Your answer should be one number: how many lines below have the word "message".

Top of MATERIAL SUPPLIED

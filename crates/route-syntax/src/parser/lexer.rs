//! On-demand lexer for route patterns.
//!
//! The grammar is too context-sensitive for a separate tokenization pass: the same `}`
//! closes a parameter, escapes another brace, or is a stray char inside a literal. So the
//! lexer hands out one single-char token per [`Lexer::scan_next_token`] call, and the
//! parser asks for longer runs (`try_scan_*`) once it knows what it is looking at.
//!
//! ## Rewind contract
//!
//! The parser always holds one lookahead token. Before starting a longer scan at the
//! lookahead's position it calls [`Lexer::reset_to`] with the token's start. Doubled
//! escapes (`{{`, `}}`, `((`, `[[`) are recognized through this peek-then-rewind step.

use std::ops::Range;

use super::cst::SyntaxKind;
use crate::diagnostics::{Diagnostic, DiagnosticKind};
use crate::text::VirtualCharSequence;

/// Span-based token over the char sequence. Text is sliced from the sequence when the
/// token is pushed into the tree.
#[derive(Debug, Clone, PartialEq, Eq)]
pub struct Token {
    pub kind: SyntaxKind,
    /// Char indices into the sequence.
    pub start: usize,
    pub end: usize,
    /// Lexical defects found while scanning this token.
    pub diagnostics: Vec<Diagnostic>,
}

impl Token {
    #[inline]
    pub fn new(kind: SyntaxKind, start: usize, end: usize) -> Self {
        Self {
            kind,
            start,
            end,
            diagnostics: Vec::new(),
        }
    }

    pub fn range(&self) -> Range<usize> {
        self.start..self.end
    }

    pub fn is_empty(&self) -> bool {
        self.start == self.end
    }
}

pub struct Lexer<'t> {
    text: &'t VirtualCharSequence,
    position: usize,
    token_replacement: bool,
}

impl<'t> Lexer<'t> {
    pub fn new(text: &'t VirtualCharSequence) -> Self {
        Self {
            text,
            position: 0,
            token_replacement: false,
        }
    }

    /// Treat `[` and `]` as replacement token delimiters.
    pub fn with_token_replacement(mut self, enabled: bool) -> Self {
        self.token_replacement = enabled;
        self
    }

    pub fn token_replacement(&self) -> bool {
        self.token_replacement
    }

    pub fn text(&self) -> &'t VirtualCharSequence {
        self.text
    }

    pub fn position(&self) -> usize {
        self.position
    }

    /// Moves the cursor back to `position`, which must not be past the current one.
    pub fn reset_to(&mut self, position: usize) {
        debug_assert!(position <= self.position, "lexer can only rewind");
        self.position = position;
    }

    /// Char at the cursor, i.e. the one after the parser's lookahead token.
    pub fn peek_char(&self) -> Option<char> {
        self.text.value_at(self.position)
    }

    fn char_at(&self, index: usize) -> Option<char> {
        self.text.value_at(index)
    }

    /// `ch` at `index` is immediately followed by a second `ch`.
    fn is_doubled(&self, index: usize, ch: char) -> bool {
        self.char_at(index) == Some(ch) && self.char_at(index + 1) == Some(ch)
    }

    /// Single `}` at `index`, not part of a `}}` escape.
    pub(crate) fn is_unescaped_close_brace(&self, index: usize) -> bool {
        self.char_at(index) == Some('}') && self.char_at(index + 1) != Some('}')
    }

    /// `?` at `index` that ends a parameter: followed by an unescaped `}` or end of input.
    pub(crate) fn is_closing_question_mark(&self, index: usize) -> bool {
        self.char_at(index) == Some('?')
            && (index + 1 >= self.text.len() || self.is_unescaped_close_brace(index + 1))
    }

    fn error_at(&self, kind: DiagnosticKind, index: usize, args: &[&str]) -> Diagnostic {
        let range = self.text.source_range(index..index + 1);
        Diagnostic::new(kind, range, kind.message(args))
    }

    fn finish(&self, start: usize, diagnostics: Vec<Diagnostic>) -> Option<Token> {
        if self.position == start {
            return None;
        }
        Some(Token {
            kind: SyntaxKind::Text,
            start,
            end: self.position,
            diagnostics,
        })
    }

    /// One char token, or a zero-width `EndOfFile` at the end.
    pub fn scan_next_token(&mut self) -> Token {
        let start = self.position;
        let Some(ch) = self.char_at(start) else {
            return Token::new(SyntaxKind::EndOfFile, start, start);
        };
        self.position += 1;
        Token::new(SyntaxKind::from_char(ch), start, self.position)
    }

    /// Literal text up to `/`, an unescaped `{`, (with token replacement) an unescaped `[`,
    /// or a `.` that introduces a trailing optional parameter as in `file.{ext?}`.
    ///
    /// A stray `}` stays in the literal and is flagged; only the first one per run.
    pub fn try_scan_literal(&mut self) -> Option<Token> {
        let start = self.position;
        let mut diagnostics = Vec::new();
        let mut flagged_brace = false;
        let mut flagged_bracket = false;
        let mut has_question_mark = false;

        while let Some(ch) = self.char_at(self.position) {
            let doubled = self.is_doubled(self.position, ch);
            match ch {
                '/' => break,
                '{' | '}' if doubled => {
                    self.position += 2;
                    continue;
                }
                '{' => break,
                '}' => {
                    if !flagged_brace {
                        flagged_brace = true;
                        diagnostics.push(self.error_at(
                            DiagnosticKind::MismatchedParameter,
                            self.position,
                            &[],
                        ));
                    }
                }
                '[' | ']' if self.token_replacement && doubled => {
                    self.position += 2;
                    continue;
                }
                '[' if self.token_replacement => break,
                ']' if self.token_replacement => {
                    if !flagged_bracket {
                        flagged_bracket = true;
                        diagnostics.push(self.error_at(
                            DiagnosticKind::ImbalancedReplacementDelimiters,
                            self.position,
                            &[],
                        ));
                    }
                }
                '.' if self.position > start && self.optional_parameter_at(self.position + 1) => {
                    break;
                }
                '?' => has_question_mark = true,
                _ => {}
            }
            self.position += 1;
        }

        if has_question_mark {
            let literal = self.text.slice_text(start..self.position);
            let kind = DiagnosticKind::InvalidLiteral;
            diagnostics.insert(
                0,
                Diagnostic::new(
                    kind,
                    self.text.source_range(start..self.position),
                    kind.message(&[literal]),
                ),
            );
        }

        self.finish(start, diagnostics)
    }

    /// Parameter name up to `:`, `=`, an unescaped `}`, a closing `?`, or end of input.
    ///
    /// `/`, `*`, non-closing `?`, and escaped braces inside the run make the name invalid;
    /// a single `{` is an unescaped brace.
    pub fn try_scan_parameter_name(&mut self) -> Option<Token> {
        let start = self.position;
        let mut defects: Vec<(DiagnosticKind, usize)> = Vec::new();

        while let Some(ch) = self.char_at(self.position) {
            match ch {
                ':' | '=' => break,
                '?' if self.is_closing_question_mark(self.position) => break,
                '{' | '}' if self.is_doubled(self.position, ch) => {
                    defects.push((DiagnosticKind::InvalidParameterName, self.position));
                    self.position += 2;
                    continue;
                }
                '}' => break,
                '{' => defects.push((DiagnosticKind::UnescapedBrace, self.position)),
                '/' | '?' | '*' => {
                    defects.push((DiagnosticKind::InvalidParameterName, self.position))
                }
                _ => {}
            }
            self.position += 1;
        }

        let name = self.text.slice_text(start..self.position);
        let diagnostics = defects
            .into_iter()
            .map(|(kind, index)| match kind {
                DiagnosticKind::InvalidParameterName => self.error_at(kind, index, &[name]),
                _ => self.error_at(kind, index, &[]),
            })
            .collect();

        self.finish(start, diagnostics)
    }

    /// Unescaped policy fragment: up to `:`, `=`, a closing `?`, an unescaped `}` or `(`.
    pub fn try_scan_policy_name(&mut self) -> Option<Token> {
        let start = self.position;

        while let Some(ch) = self.char_at(self.position) {
            match ch {
                ':' | '=' => break,
                '?' if self.is_closing_question_mark(self.position) => break,
                '(' | '}' if self.is_doubled(self.position, ch) => {
                    self.position += 2;
                    continue;
                }
                '(' | '}' => break,
                _ => {}
            }
            self.position += 1;
        }

        self.finish(start, Vec::new())
    }

    /// Escaped policy fragment between `(` and `)`: up to an unescaped `)` or `}`.
    pub fn try_scan_policy_argument(&mut self) -> Option<Token> {
        let start = self.position;

        while let Some(ch) = self.char_at(self.position) {
            match ch {
                ')' | '}' if self.is_doubled(self.position, ch) => {
                    self.position += 2;
                    continue;
                }
                ')' | '}' => break,
                _ => {}
            }
            self.position += 1;
        }

        self.finish(start, Vec::new())
    }

    /// Default value up to an unescaped `}` or a closing `?`.
    pub fn try_scan_default_value(&mut self) -> Option<Token> {
        let start = self.position;

        while let Some(ch) = self.char_at(self.position) {
            match ch {
                '?' if self.is_closing_question_mark(self.position) => break,
                '}' if self.is_doubled(self.position, ch) => {
                    self.position += 2;
                    continue;
                }
                '}' => break,
                _ => {}
            }
            self.position += 1;
        }

        self.finish(start, Vec::new())
    }

    /// Replacement token name up to an unescaped `]`, `/`, or end of input.
    pub fn try_scan_replacement(&mut self) -> Option<Token> {
        let start = self.position;
        let mut diagnostics = Vec::new();

        while let Some(ch) = self.char_at(self.position) {
            match ch {
                '/' => break,
                '[' | ']' if self.is_doubled(self.position, ch) => {
                    self.position += 2;
                    continue;
                }
                ']' => break,
                '[' => diagnostics.push(self.error_at(
                    DiagnosticKind::UnescapedReplacementBracket,
                    self.position,
                    &[],
                )),
                _ => {}
            }
            self.position += 1;
        }

        self.finish(start, diagnostics)
    }

    /// Whether the cursor sits on a parameter that is optional and ends its segment,
    /// e.g. the `{ext?}` after the `.` in `{name}.{ext?}`. Does not move the cursor.
    pub fn optional_parameter_follows(&self) -> bool {
        self.optional_parameter_at(self.position)
    }

    fn optional_parameter_at(&self, open: usize) -> bool {
        if self.char_at(open) != Some('{') || self.is_doubled(open, '{') {
            return false;
        }

        let mut index = open + 1;
        while let Some(ch) = self.char_at(index) {
            match ch {
                '/' => return false,
                '}' if self.is_doubled(index, '}') => index += 2,
                '}' => {
                    let after = self.char_at(index + 1);
                    return index > open + 1
                        && self.char_at(index - 1) == Some('?')
                        && matches!(after, None | Some('/'));
                }
                _ => index += 1,
            }
        }
        false
    }
}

Bottom of MATERIAL SUPPLIED

TASK OUTPUT —
2